The profession’s work also has a broader impact. Where pension schemes’ investment returns are improved, the need for corporate contributions is reduced, freeing up capital for investment elsewhere. Further, by helping private companies meet their pension obligations, the investment profession reduces the ultimate reliance on tax-funded public entities. Similarly, the profession can positively affect a charity’s ability to fund its activities or an insurance company’s ability to pay claims and maintain premia at a relatively low level.
As well as the work the profession performs on behalf of institutional clients, it also works for retail clients. Individuals may run their own portfolios or might use independent financial advisers, wealth managers or private bankers to help them construct and manage a portfolio. Either way, those portfolios will often be invested in collective vehicles such as funds or investment trusts. The profession’s stakeholders – clients, policymakers, the regulator and others – value the work that the profession does in providing access to investment opportunities and working to deliver returns consistent with the mandates that we are given. They believe that the profession’s work begins with helping potential clients consider whether it is appropriate for them to invest and, if so, by providing them with support and guidance on how to assess their investment needs.

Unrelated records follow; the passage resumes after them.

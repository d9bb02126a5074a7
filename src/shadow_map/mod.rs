//! Shadow atlas and static shadow cache
//!
//! All shadow maps of a frame live in one square depth atlas. Regions are
//! handed out by [`ShadowMapAtlas`] and kept across frames by
//! [`ShadowMapCache`], which also decides whether a light's static geometry
//! can be copied from the persistent static cache texture instead of being
//! rendered again.

mod atlas;
mod cache;

pub use atlas::*;
pub use cache::*;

If it is appropriate for an individual or institution to invest, the professional’s task is to help them understand what they are trying to achieve (which typically requires them to consider their future liabilities and their investment time horizons). These are not simple assessments to make, but they are
critically important. Without a clear understanding of a client’s position – assets and liabilities, income and costs, dependents and dependencies – it is not possible to determine how best the investment
profession can serve the client.
The development of an investment policy statement that identifies these issues alongside other items
such as the client’s time horizon, tolerance for risk, constraints and tax requirements – is a fundamental
first step in delivering a successful outcome (and is a core component of the CFA Program syllabus). It is unlikely that a client would be able to complete this exercise successfully alone.
Once the client’s needs are known it is possible to consider how best these might be met. An investment
professional will propose an appropriate balance of assets most likely to deliver the risk-adjusted returns the client seeks over time. Once agreed, the portfolio will then be constructed through the selection of the appropriate securities or investment vehicles.